** Opening SUPPLIED RECORDS block **

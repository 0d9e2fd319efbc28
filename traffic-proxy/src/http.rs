//! Proxy HTTP surface.
//!
//! `/route` and `/matrix` forward to the routing engine and rewrite the
//! response when the caller asked for live traffic; `/sources_to_targets`
//! is a raw pass-through kept for callers that want engine output untouched.

use std::sync::Arc;
use std::time::Duration;

use axum::extract::{Query, State};
use axum::http::StatusCode;
use axum::response::{IntoResponse, Response};
use axum::routing::{get, post};
use axum::{Json, Router};
use chrono::Timelike;
use chrono_tz::Asia::Seoul;
use serde::Deserialize;
use serde_json::{json, Value};
use tower_http::trace::TraceLayer;
use tracing::{error, info};

use crate::geocoding::KakaoSearch;
use crate::model::{MatrixResponse, RouteResponse};
use crate::rewrite::{apply_live_traffic, apply_traffic_to_matrix};
use crate::speed_table::SpeedTableHandle;

const ROUTE_TIMEOUT: Duration = Duration::from_secs(30);
const MATRIX_TIMEOUT: Duration = Duration::from_secs(60);
const STATUS_TIMEOUT: Duration = Duration::from_secs(5);

/// Shared proxy state.
pub struct ProxyState {
    pub client: reqwest::Client,
    pub valhalla_url: String,
    pub speed_table: Arc<SpeedTableHandle>,
    pub kakao: KakaoSearch,
}

pub fn router(state: Arc<ProxyState>) -> Router {
    Router::new()
        .route("/route", post(proxy_route))
        .route("/matrix", post(proxy_matrix))
        .route("/sources_to_targets", post(proxy_sources_to_targets))
        .route("/search", get(search))
        .route("/health", get(health))
        .route("/status", get(engine_status))
        .layer(TraceLayer::new_for_http())
        .with_state(state)
}

/// Read the live-traffic flag out of the request's costing options.
fn wants_live_traffic(request: &Value) -> bool {
    let costing = request
        .get("costing")
        .and_then(Value::as_str)
        .unwrap_or("auto");
    request
        .get("costing_options")
        .and_then(|options| options.get(costing))
        .and_then(|c| c.get("use_live_traffic"))
        .and_then(Value::as_bool)
        .unwrap_or(false)
}

fn proxy_error(e: reqwest::Error) -> Response {
    error!(error = %e, "engine request failed");
    (StatusCode::INTERNAL_SERVER_ERROR, Json(json!({ "error": e.to_string() }))).into_response()
}

async fn proxy_route(
    State(state): State<Arc<ProxyState>>,
    Json(request): Json<Value>,
) -> Response {
    let use_traffic = wants_live_traffic(&request);
    info!(use_traffic, "route request received");

    let response = match state
        .client
        .post(format!("{}/route", state.valhalla_url))
        .json(&request)
        .timeout(ROUTE_TIMEOUT)
        .send()
        .await
    {
        Ok(r) => r,
        Err(e) => return proxy_error(e),
    };

    let status = response.status();
    if !status.is_success() {
        error!(%status, "engine rejected route request");
        return (status, Json(json!({ "error": "routing engine error" }))).into_response();
    }

    match response.json::<RouteResponse>().await {
        Ok(mut payload) => {
            let table = state.speed_table.load();
            let hour = chrono::Utc::now().with_timezone(&Seoul).hour();
            apply_live_traffic(&mut payload, &table, use_traffic, hour);
            Json(payload).into_response()
        }
        Err(e) => {
            error!(error = %e, "unparsable engine route response");
            (StatusCode::BAD_GATEWAY, Json(json!({ "error": e.to_string() }))).into_response()
        }
    }
}

async fn proxy_matrix(
    State(state): State<Arc<ProxyState>>,
    Json(request): Json<Value>,
) -> Response {
    let use_traffic = wants_live_traffic(&request);
    info!(use_traffic, "matrix request received");

    let response = match state
        .client
        .post(format!("{}/sources_to_targets", state.valhalla_url))
        .json(&request)
        .timeout(MATRIX_TIMEOUT)
        .send()
        .await
    {
        Ok(r) => r,
        Err(e) => return proxy_error(e),
    };

    let status = response.status();
    if !status.is_success() {
        error!(%status, "engine rejected matrix request");
        return (status, Json(json!({ "error": "routing engine error" }))).into_response();
    }

    match response.json::<MatrixResponse>().await {
        Ok(mut payload) => {
            let table = state.speed_table.load();
            if use_traffic && !table.is_empty() {
                apply_traffic_to_matrix(&mut payload, &table);
            }
            Json(payload).into_response()
        }
        Err(e) => {
            error!(error = %e, "unparsable engine matrix response");
            (StatusCode::BAD_GATEWAY, Json(json!({ "error": e.to_string() }))).into_response()
        }
    }
}

async fn proxy_sources_to_targets(
    State(state): State<Arc<ProxyState>>,
    Json(request): Json<Value>,
) -> Response {
    match state
        .client
        .post(format!("{}/sources_to_targets", state.valhalla_url))
        .json(&request)
        .timeout(MATRIX_TIMEOUT)
        .send()
        .await
    {
        Ok(response) => match response.json::<Value>().await {
            Ok(payload) => Json(payload).into_response(),
            Err(e) => proxy_error(e),
        },
        Err(e) => proxy_error(e),
    }
}

#[derive(Debug, Deserialize)]
struct SearchParams {
    text: Option<String>,
}

async fn search(
    State(state): State<Arc<ProxyState>>,
    Query(params): Query<SearchParams>,
) -> Response {
    let Some(text) = params.text.filter(|t| !t.is_empty()) else {
        return (
            StatusCode::BAD_REQUEST,
            Json(json!({ "error": "text parameter required" })),
        )
            .into_response();
    };

    let hit = state.kakao.search(&text).await;
    info!(%text, confidence = hit.confidence, "geocoding search served");

    Json(json!({
        "features": [{
            "geometry": { "coordinates": [hit.lon, hit.lat] },
            "properties": {
                "confidence": hit.confidence,
                "display_name": hit.label,
                "geocoding_method": "kakao",
            }
        }]
    }))
    .into_response()
}

async fn health(State(state): State<Arc<ProxyState>>) -> Json<Value> {
    let table = state.speed_table.load();
    let stats = table.stats().map(|s| {
        json!({
            "avg_speed": s.avg_speed,
            "min_speed": s.min_speed,
            "max_speed": s.max_speed,
            "slow_roads": s.slow_roads,
            "fast_roads": s.fast_roads,
        })
    });

    Json(json!({
        "status": "healthy",
        "traffic_data_count": table.len(),
        "traffic_stats": stats,
        "valhalla_url": state.valhalla_url,
        "kakao_api_configured": state.kakao.configured(),
    }))
}

async fn engine_status(State(state): State<Arc<ProxyState>>) -> Response {
    match state
        .client
        .get(format!("{}/status", state.valhalla_url))
        .timeout(STATUS_TIMEOUT)
        .send()
        .await
    {
        Ok(response) => {
            let status = response.status();
            let body = response.text().await.unwrap_or_default();
            (status, body).into_response()
        }
        Err(e) => {
            error!(error = %e, "engine status check failed");
            (
                StatusCode::SERVICE_UNAVAILABLE,
                Json(json!({ "error": "routing engine unreachable" })),
            )
                .into_response()
        }
    }
}

#[cfg(test)]
mod tests {
    use super::*;

    #[test]
    fn test_wants_live_traffic() {
        let request = json!({
            "costing": "auto",
            "costing_options": { "auto": { "use_live_traffic": true } }
        });
        assert!(wants_live_traffic(&request));

        let without_flag = json!({ "costing": "auto", "costing_options": { "auto": {} } });
        assert!(!wants_live_traffic(&without_flag));

        // flag under a different costing model than requested
        let mismatched = json!({
            "costing": "bicycle",
            "costing_options": { "auto": { "use_live_traffic": true } }
        });
        assert!(!wants_live_traffic(&mismatched));

        assert!(!wants_live_traffic(&json!({})));
    }
}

** Closing SUPPLIED RECORDS block **

— WHAT TO PRODUCE —
Say each line again exactly as it appears above.

— RESPONSE AREA —
repository 0d9e2fd319efbc28
filename traffic-proxy/src/http.rs
//! Proxy HTTP surface.
//!
//! `/route` and `/matrix` forward to the routing engine and rewrite the
//! response when the caller asked for live traffic; `/sources_to_targets`
//! is a raw pass-through kept for callers that want engine output untouched.

use std::sync::Arc;
use std::time::Duration;

use axum::extract::{Query, State};
use axum::http::StatusCode;
use axum::response::{IntoResponse, Response};
use axum::routing::{get, post};
use axum::{Json, Router};
use chrono::Timelike;
use chrono_tz::Asia::Seoul;
use serde::Deserialize;
use serde_json::{json, Value};
use tower_http::trace::TraceLayer;
use tracing::{error, info};

use crate::geocoding::KakaoSearch;
use crate::model::{MatrixResponse, RouteResponse};
use crate::rewrite::{apply_live_traffic, apply_traffic_to_matrix};
use crate::speed_table::SpeedTableHandle;

const ROUTE_TIMEOUT: Duration = Duration::from_secs(30);
const MATRIX_TIMEOUT: Duration = Duration::from_secs(60);
const STATUS_TIMEOUT: Duration = Duration::from_secs(5);

/// Shared proxy state.
pub struct ProxyState {
    pub client: reqwest::Client,
    pub valhalla_url: String,
    pub speed_table: Arc<SpeedTableHandle>,
    pub kakao: KakaoSearch,
}

pub fn router(state: Arc<ProxyState>) -> Router {
    Router::new()
        .route("/route", post(proxy_route))
        .route("/matrix", post(proxy_matrix))
        .route("/sources_to_targets", post(proxy_sources_to_targets))
        .route("/search", get(search))
        .route("/health", get(health))
        .route("/status", get(engine_status))
        .layer(TraceLayer::new_for_http())
        .with_state(state)
}

/// Read the live-traffic flag out of the request's costing options.
fn wants_live_traffic(request: &Value) -> bool {
    let costing = request
        .get("costing")
        .and_then(Value::as_str)
        .unwrap_or("auto");
    request
        .get("costing_options")
        .and_then(|options| options.get(costing))
        .and_then(|c| c.get("use_live_traffic"))
        .and_then(Value::as_bool)
        .unwrap_or(false)
}

fn proxy_error(e: reqwest::Error) -> Response {
    error!(error = %e, "engine request failed");
    (StatusCode::INTERNAL_SERVER_ERROR, Json(json!({ "error": e.to_string() }))).into_response()
}

async fn proxy_route(
    State(state): State<Arc<ProxyState>>,
    Json(request): Json<Value>,
) -> Response {
    let use_traffic = wants_live_traffic(&request);
    info!(use_traffic, "route request received");

    let response = match state
        .client
        .post(format!("{}/route", state.valhalla_url))
        .json(&request)
        .timeout(ROUTE_TIMEOUT)
        .send()
        .await
    {
        Ok(r) => r,
        Err(e) => return proxy_error(e),
    };

    let status = response.status();
    if !status.is_success() {
        error!(%status, "engine rejected route request");
        return (status, Json(json!({ "error": "routing engine error" }))).into_response();
    }

    match response.json::<RouteResponse>().await {
        Ok(mut payload) => {
            let table = state.speed_table.load();
            let hour = chrono::Utc::now().with_timezone(&Seoul).hour();
            apply_live_traffic(&mut payload, &table, use_traffic, hour);
            Json(payload).into_response()
        }
        Err(e) => {
            error!(error = %e, "unparsable engine route response");
            (StatusCode::BAD_GATEWAY, Json(json!({ "error": e.to_string() }))).into_response()
        }
    }
}

async fn proxy_matrix(
    State(state): State<Arc<ProxyState>>,
    Json(request): Json<Value>,
) -> Response {
    let use_traffic = wants_live_traffic(&request);
    info!(use_traffic, "matrix request received");

    let response = match state
        .client
        .post(format!("{}/sources_to_targets", state.valhalla_url))
        .json(&request)
        .timeout(MATRIX_TIMEOUT)
        .send()
        .await
    {
        Ok(r) => r,
        Err(e) => return proxy_error(e),
    };

    let status = response.status();
    if !status.is_success() {
        error!(%status, "engine rejected matrix request");
        return (status, Json(json!({ "error": "routing engine error" }))).into_response();
    }

    match response.json::<MatrixResponse>().await {
        Ok(mut payload) => {
            let table = state.speed_table.load();
            if use_traffic && !table.is_empty() {
                apply_traffic_to_matrix(&mut payload, &table);
            }
            Json(payload).into_response()
        }
        Err(e) => {
            error!(error = %e, "unparsable engine matrix response");
            (StatusCode::BAD_GATEWAY, Json(json!({ "error": e.to_string() }))).into_response()
        }
    }
}

async fn proxy_sources_to_targets(
    State(state): State<Arc<ProxyState>>,
    Json(request): Json<Value>,
) -> Response {
    match state
        .client
        .post(format!("{}/sources_to_targets", state.valhalla_url))
        .json(&request)
        .timeout(MATRIX_TIMEOUT)
        .send()
        .await
    {
        Ok(response) => match response.json::<Value>().await {
            Ok(payload) => Json(payload).into_response(),
            Err(e) => proxy_error(e),
        },
        Err(e) => proxy_error(e),
    }
}

#[derive(Debug, Deserialize)]
struct SearchParams {
    text: Option<String>,
}

async fn search(
    State(state): State<Arc<ProxyState>>,
    Query(params): Query<SearchParams>,
) -> Response {
    let Some(text) = params.text.filter(|t| !t.is_empty()) else {
        return (
            StatusCode::BAD_REQUEST,
            Json(json!({ "error": "text parameter required" })),
        )
            .into_response();
    };

    let hit = state.kakao.search(&text).await;
    info!(%text, confidence = hit.confidence, "geocoding search served");

    Json(json!({
        "features": [{
            "geometry": { "coordinates": [hit.lon, hit.lat] },
            "properties": {
                "confidence": hit.confidence,
                "display_name": hit.label,
                "geocoding_method": "kakao",
            }
        }]
    }))
    .into_response()
}

async fn health(State(state): State<Arc<ProxyState>>) -> Json<Value> {
    let table = state.speed_table.load();
    let stats = table.stats().map(|s| {
        json!({
            "avg_speed": s.avg_speed,
            "min_speed": s.min_speed,
            "max_speed": s.max_speed,
            "slow_roads": s.slow_roads,
            "fast_roads": s.fast_roads,
        })
    });

    Json(json!({
        "status": "healthy",
        "traffic_data_count": table.len(),
        "traffic_stats": stats,
        "valhalla_url": state.valhalla_url,
        "kakao_api_configured": state.kakao.configured(),
    }))
}

async fn engine_status(State(state): State<Arc<ProxyState>>) -> Response {
    match state
        .client
        .get(format!("{}/status", state.valhalla_url))
        .timeout(STATUS_TIMEOUT)
        .send()
        .await
    {
        Ok(response) => {
            let status = response.status();
            let body = response.text().await.unwrap_or_default();
            (status, body).into_response()
        }
        Err(e) => {
            error!(error = %e, "engine status check failed");
            (
                StatusCode::SERVICE_UNAVAILABLE,
                Json(json!({ "error": "routing engine unreachable" })),
            )
                .into_response()
        }
    }
}

#[cfg(test)]
mod tests {
    use super::*;

    #[test]
    fn test_wants_live_traffic() {
        let request = json!({
            "costing": "auto",
            "costing_options": { "auto": { "use_live_traffic": true } }
        });
        assert!(wants_live_traffic(&request));

        let without_flag = json!({ "costing": "auto", "costing_options": { "auto": {} } });
        assert!(!wants_live_traffic(&without_flag));

        // flag under a different costing model than requested
        let mismatched = json!({
            "costing": "bicycle",
            "costing_options": { "auto": { "use_live_traffic": true } }
        });
        assert!(!wants_live_traffic(&mismatched));

        assert!(!wants_live_traffic(&json!({})));
    }
}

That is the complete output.